Rev 3390: Redo annotate more simply, using just the public interfaces for VersionedFiles. in http://people.ubuntu.com/~robertc/baz2.0/shallow-branch

Robert Collins robertc at robertcollins.net
Wed Jun 25 08:04:18 BST 2008


At http://people.ubuntu.com/~robertc/baz2.0/shallow-branch

------------------------------------------------------------
revno: 3390
revision-id: robertc at robertcollins.net-20080625070414-lhy6t5b0gwuotsrf
parent: robertc at robertcollins.net-20080625012948-aclmfg49kaf8zdv8
committer: Robert Collins <robertc at robertcollins.net>
branch nick: stacking-annotate
timestamp: Wed 2008-06-25 17:04:14 +1000
message:
  Redo annotate more simply, using just the public interfaces for VersionedFiles.
modified:
  bzrlib/knit.py                 knit.py-20051212171256-f056ac8f0fbe1bd9
  bzrlib/tests/test_knit.py      test_knit.py-20051212171302-95d4c00dd5f11f2b
=== modified file 'bzrlib/knit.py'
--- a/bzrlib/knit.py	2008-06-24 12:03:13 +0000
+++ b/bzrlib/knit.py	2008-06-25 07:04:14 +0000
@@ -2419,261 +2419,31 @@
     def __init__(self, knit):
         self._knit = knit
 
-        # Content objects, differs from fulltexts because of how final newlines
-        # are treated by knits. the content objects here will always have a
-        # final newline
-        self._fulltext_contents = {}
-
-        # Annotated lines of specific revisions
-        self._annotated_lines = {}
-
-        # Track the raw data for nodes that we could not process yet.

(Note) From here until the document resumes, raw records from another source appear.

//! Anthropic provider implementation using the `/v1/messages` API.

use serde::{Deserialize, Serialize};

use super::{
    check_http_response, CallError, CompletionRequest, LlmProvider, ProviderKind, Role,
};

const ANTHROPIC_API_BASE: &str = "https://api.anthropic.com/v1/messages";
const ANTHROPIC_VERSION: &str = "2023-06-01";

/// `max_tokens` is mandatory for this API; used when neither the call nor the
/// config sets one.
pub const DEFAULT_MAX_TOKENS: u32 = 8192;

// ---------------------------------------------------------------------------
// Wire types (pub for integration testing)
// ---------------------------------------------------------------------------

/// Anthropic messages API request body.
#[doc(hidden)]
#[derive(Debug, Serialize)]
pub struct AnthropicRequest {
    /// Model identifier.
    pub model: String,
    /// Conversation messages (user/assistant only).
    pub messages: Vec<AnthropicMessage>,
    /// Maximum tokens to generate.
    pub max_tokens: u32,
    /// System prompt, lifted out of the message list.
    #[serde(skip_serializing_if = "Option::is_none")]
    pub system: Option<String>,
    /// Sampling temperature.
    #[serde(skip_serializing_if = "Option::is_none")]
    pub temperature: Option<f32>,
}

/// A message in Anthropic format.
#[doc(hidden)]
#[derive(Debug, Serialize, Deserialize)]
pub struct AnthropicMessage {
    /// Role: "user" or "assistant".
    pub role: String,
    /// Text content.
    pub content: String,
}

/// Anthropic API response body.
#[doc(hidden)]
#[derive(Debug, Deserialize)]
pub struct AnthropicResponse {
    /// Content blocks in the response.
    pub content: Vec<AnthropicContentBlock>,
}

/// A content block in the Anthropic response.
#[doc(hidden)]
#[derive(Debug, Deserialize)]
#[serde(tag = "type", rename_all = "snake_case")]
pub enum AnthropicContentBlock {
    /// Text content.
    Text {
        /// The text.
        text: String,
    },
    /// Any other block type; ignored.
    #[serde(other)]
    Other,
}

// ---------------------------------------------------------------------------
// Provider
// ---------------------------------------------------------------------------

/// Anthropic messages API provider.
#[derive(Clone)]
pub struct AnthropicProvider {
    model: String,
    api_key: String,
    default_max_tokens: u32,
    client: reqwest::Client,
}

impl std::fmt::Debug for AnthropicProvider {
    fn fmt(&self, f: &mut std::fmt::Formatter<'_>) -> std::fmt::Result {
        f.debug_struct("AnthropicProvider")
            .field("model", &self.model)
            .field("api_key", &"[REDACTED]")
            .field("default_max_tokens", &self.default_max_tokens)
            .finish()
    }
}

impl AnthropicProvider {
    /// Create a new Anthropic provider instance.
    pub fn new(
        model: String,
        api_key: String,
        default_max_tokens: u32,
        client: reqwest::Client,
    ) -> Self {
        Self {
            model,
            api_key,
            default_max_tokens,
            client,
        }
    }
}

// ---------------------------------------------------------------------------
// Request / Response builders (pub for integration testing)
// ---------------------------------------------------------------------------

/// Build an Anthropic API request from a completion request.
///
/// System messages are joined into the top-level `system` field; the API
/// does not accept them inline.
#[doc(hidden)]
pub fn build_request(
    model: &str,
    default_max_tokens: u32,
    request: &CompletionRequest,
) -> AnthropicRequest {
    let mut system_parts: Vec<&str> = Vec::new();
    let mut messages: Vec<AnthropicMessage> = Vec::new();

    for msg in &request.messages {
        match msg.role {
            Role::System => system_parts.push(&msg.content),
            Role::User => messages.push(AnthropicMessage {
                role: "user".to_owned(),
                content: msg.content.clone(),
            }),
            Role::Assistant => messages.push(AnthropicMessage {
                role: "assistant".to_owned(),
                content: msg.content.clone(),
            }),
        }
    }

    AnthropicRequest {
        model: model.to_owned(),
        messages,
        max_tokens: request.params.max_tokens.unwrap_or(default_max_tokens),
        system: if system_parts.is_empty() {
            None
        } else {
            Some(system_parts.join("\n\n"))
        },
        temperature: request.params.temperature,
    }
}

/// Join the text blocks of an Anthropic API response.
///
/// # Errors
///
/// Returns `CallError::Parse` if the response cannot be deserialized and
/// `CallError::EmptyCompletion` if it carries no text.
#[doc(hidden)]
pub fn parse_response(body: &str) -> Result<String, CallError> {
    let resp: AnthropicResponse =
        serde_json::from_str(body).map_err(|e| CallError::Parse(e.to_string()))?;

    let text: String = resp
        .content
        .into_iter()
        .filter_map(|block| match block {
            AnthropicContentBlock::Text { text } => Some(text),
            AnthropicContentBlock::Other => None,
        })
        .collect();

    if text.is_empty() {
        return Err(CallError::EmptyCompletion);
    }
    Ok(text)
}

// ---------------------------------------------------------------------------
// Trait impl
// ---------------------------------------------------------------------------

#[async_trait::async_trait]
impl LlmProvider for AnthropicProvider {
    async fn complete(&self, request: CompletionRequest) -> Result<String, CallError> {
        let api_request = build_request(&self.model, self.default_max_tokens, &request);

        let response = self
            .client
            .post(ANTHROPIC_API_BASE)
            .header("anthropic-version", ANTHROPIC_VERSION)
            .header("content-type", "application/json")
            .header("x-api-key", &self.api_key)
            .json(&api_request)
            .send()
            .await?;

        let payload = check_http_response(response).await?;
        parse_response(&payload)
    }

    fn kind(&self) -> ProviderKind {
        ProviderKind::Anthropic
    }

    fn model_id(&self) -> &str {
        &self.model
    }
}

-        # This maps the revision_id of the base to a list of children that will
-        # annotated from it.
-        self._pending_children = {}
-
-        # Nodes which cannot be extracted
-        self._ghosts = set()
-
-        # Track how many children this node has, so we know if we need to keep
-        # it
-        self._annotate_children = {}
-        self._compression_children = {}
-
-        self._all_build_details = {}
-        # The children => parent revision_id graph
-        self._revision_id_graph = {}
-
-        self._heads_provider = None
-
-        self._nodes_to_keep_annotations = set()
-        self._generations_until_keep = 100
-
-    def set_generations_until_keep(self, value):
-        """Set the number of generations before caching a node.
-
-        Setting this to -1 will cache every merge node, setting this higher
-        will cache fewer nodes.
-        """
-        self._generations_until_keep = value
-
-    def _add_fulltext_content(self, revision_id, content_obj):
-        self._fulltext_contents[revision_id] = content_obj
-        # TODO: jam 20080305 It might be good to check the sha1digest here
-        return content_obj.text()
-
-    def _check_parents(self, child, nodes_to_annotate):
-        """Check if all parents have been processed.
-
-        :param child: A tuple of (rev_id, parents, raw_content)

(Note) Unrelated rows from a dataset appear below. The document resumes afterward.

//! Gemini provider implementation using the `generateContent` API.

use serde::{Deserialize, Serialize};

use super::{
    check_http_response, CallError, CompletionRequest, LlmProvider, ProviderKind, Role,
};

const GEMINI_API_BASE: &str = "https://generativelanguage.googleapis.com/v1beta/models";

// ---------------------------------------------------------------------------
// Wire types (pub for integration testing)
// ---------------------------------------------------------------------------

/// `generateContent` request body.
#[doc(hidden)]
#[derive(Debug, Serialize)]
#[serde(rename_all = "camelCase")]
pub struct GeminiRequest {
    /// System prompt.
    #[serde(skip_serializing_if = "Option::is_none")]
    pub system_instruction: Option<GeminiContent>,
    /// Conversation turns.
    pub contents: Vec<GeminiContent>,
    /// Sampling parameters.
    #[serde(skip_serializing_if = "Option::is_none")]
    pub generation_config: Option<GeminiGenerationConfig>,
}

/// One turn of content.
#[doc(hidden)]
#[derive(Debug, Serialize, Deserialize)]
pub struct GeminiContent {
    /// `user` or `model`; absent for the system instruction.
    #[serde(default, skip_serializing_if = "Option::is_none")]
    pub role: Option<String>,
    /// Content parts.
    #[serde(default)]
    pub parts: Vec<GeminiPart>,
}

/// A text part.
#[doc(hidden)]
#[derive(Debug, Serialize, Deserialize)]
pub struct GeminiPart {
    /// Text, absent for non-text parts.
    #[serde(default, skip_serializing_if = "Option::is_none")]
    pub text: Option<String>,
}

/// Generation settings.
#[doc(hidden)]
#[derive(Debug, Serialize)]
#[serde(rename_all = "camelCase")]
pub struct GeminiGenerationConfig {
    /// Sampling temperature.
    #[serde(skip_serializing_if = "Option::is_none")]
    pub temperature: Option<f32>,
    /// Maximum output tokens.
    #[serde(skip_serializing_if = "Option::is_none")]
    pub max_output_tokens: Option<u32>,
}

/// `generateContent` response body.
#[doc(hidden)]
#[derive(Debug, Deserialize)]
pub struct GeminiResponse {
    /// Generated candidates.
    #[serde(default)]
    pub candidates: Vec<GeminiCandidate>,
}

/// One generated candidate.
#[doc(hidden)]
#[derive(Debug, Deserialize)]
pub struct GeminiCandidate {
    /// Candidate content; missing when the candidate was blocked.
    pub content: Option<GeminiContent>,
}

// ---------------------------------------------------------------------------
// Provider
// ---------------------------------------------------------------------------

/// Gemini `generateContent` provider.
#[derive(Clone)]
pub struct GeminiProvider {
    model: String,
    api_key: String,
    client: reqwest::Client,
}

impl std::fmt::Debug for GeminiProvider {
    fn fmt(&self, f: &mut std::fmt::Formatter<'_>) -> std::fmt::Result {
        f.debug_struct("GeminiProvider")
            .field("model", &self.model)
            .field("api_key", &"[REDACTED]")
            .finish()
    }
}

impl GeminiProvider {
    /// Create a new Gemini provider instance.
    pub fn new(model: String, api_key: String, client: reqwest::Client) -> Self {
        Self {
            model,
            api_key,
            client,
        }
    }
}

fn text_content(role: Option<&str>, text: &str) -> GeminiContent {
    GeminiContent {
        role: role.map(str::to_owned),
        parts: vec![GeminiPart {
            text: Some(text.to_owned()),
        }],
    }
}

// ---------------------------------------------------------------------------
// Request / Response builders (pub for integration testing)
// ---------------------------------------------------------------------------

/// Build a `generateContent` request from a completion request.
///
/// System messages are joined into `systemInstruction`; assistant turns use
/// the `model` role.
#[doc(hidden)]
pub fn build_request(request: &CompletionRequest) -> GeminiRequest {
    let mut system_parts: Vec<&str> = Vec::new();
    let mut contents: Vec<GeminiContent> = Vec::new();

    for msg in &request.messages {
        match msg.role {
            Role::System => system_parts.push(&msg.content),
            Role::User => contents.push(text_content(Some("user"), &msg.content)),
            Role::Assistant => contents.push(text_content(Some("model"), &msg.content)),
        }
    }

    let params = request.params;
    let generation_config = if params.temperature.is_some() || params.max_tokens.is_some() {
        Some(GeminiGenerationConfig {
            temperature: params.temperature,
            max_output_tokens: params.max_tokens,
        })
    } else {
        None
    };

    GeminiRequest {
        system_instruction: if system_parts.is_empty() {
            None
        } else {
            Some(text_content(None, &system_parts.join("\n\n")))
        },
        contents,
        generation_config,
    }
}

/// Join the text parts of the first candidate.
///
/// # Errors
///
/// Returns `CallError::Parse` if the body cannot be deserialized and
/// `CallError::EmptyCompletion` if the first candidate has no text.
#[doc(hidden)]
pub fn parse_response(body: &str) -> Result<String, CallError> {
    let resp: GeminiResponse =
        serde_json::from_str(body).map_err(|e| CallError::Parse(e.to_string()))?;

    let text: String = resp
        .candidates
        .into_iter()
        .next()
        .and_then(|c| c.content)
        .map(|content| content.parts.into_iter().filter_map(|p| p.text).collect())
        .unwrap_or_default();

    if text.is_empty() {
        return Err(CallError::EmptyCompletion);
    }
    Ok(text)
}

// ---------------------------------------------------------------------------
// Trait impl
// ---------------------------------------------------------------------------

#[async_trait::async_trait]
impl LlmProvider for GeminiProvider {
    async fn complete(&self, request: CompletionRequest) -> Result<String, CallError> {
        let api_request = build_request(&request);
        let url = format!("{GEMINI_API_BASE}/{}:generateContent", self.model);

        let response = self
            .client
            .post(url)
            .header("content-type", "application/json")
            .header("x-goog-api-key", &self.api_key)
            .json(&api_request)
            .send()
            .await?;

        let payload = check_http_response(response).await?;
        parse_response(&payload)
    }

    fn kind(&self) -> ProviderKind {
        ProviderKind::Gemini
    }

    fn model_id(&self) -> &str {
        &self.model
    }
}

-        :param nodes_to_annotate: If child is ready, add it to
-            nodes_to_annotate, otherwise put it back in self._pending_children
-        """
-        for parent_id in child[1]:
-            if (parent_id not in self._annotated_lines):
-                # This parent is present, but another parent is missing
-                self._pending_children.setdefault(parent_id,
-                                                  []).append(child)
-                break
-        else:
-            # This one is ready to be processed
-            nodes_to_annotate.append(child)
-
-    def _add_annotation(self, revision_id, fulltext, parent_ids,
-                        left_matching_blocks=None):
-        """Add an annotation entry.
-
-        All parents should already have been annotated.
-        :return: A list of children that now have their parents satisfied.
-        """
-        a = self._annotated_lines
-        annotated_parent_lines = [a[p] for p in parent_ids]
-        annotated_lines = list(annotate.reannotate(annotated_parent_lines,
-            fulltext, revision_id, left_matching_blocks,
-            heads_provider=self._get_heads_provider()))
-        self._annotated_lines[revision_id] = annotated_lines
-        for p in parent_ids:
-            ann_children = self._annotate_children[p]
-            ann_children.remove(revision_id)
-            if (not ann_children
-                and p not in self._nodes_to_keep_annotations):
-                del self._annotated_lines[p]
-                del self._all_build_details[p]
-                if p in self._fulltext_contents:
-                    del self._fulltext_contents[p]
-        # Now that we've added this one, see if there are any pending
-        # deltas to be done, certainly this parent is finished
-        nodes_to_annotate = []
-        for child in self._pending_children.pop(revision_id, []):
-            self._check_parents(child, nodes_to_annotate)
-        return nodes_to_annotate
-
-    def _get_build_graph(self, key):
-        """Get the graphs for building texts and annotations.
-
-        The data you need for creating a full text may be different than the
-        data you need to annotate that text. (At a minimum, you need both
-        parents to create an annotation, but only need 1 parent to generate the
-        fulltext.)
-
-        :return: A list of (key, index_memo) records, suitable for
-            passing to read_records_iter to start reading in the raw data fro/
-            the pack file.
-        """
-        if key in self._annotated_lines:
-            # Nothing to do
-            return []
-        pending = set([key])
-        records = []
-        generation = 0
-        kept_generation = 0
-        while pending:
-            # get all pending nodes
-            generation += 1
-            this_iteration = pending
-            build_details = self._knit._index.get_build_details(this_iteration)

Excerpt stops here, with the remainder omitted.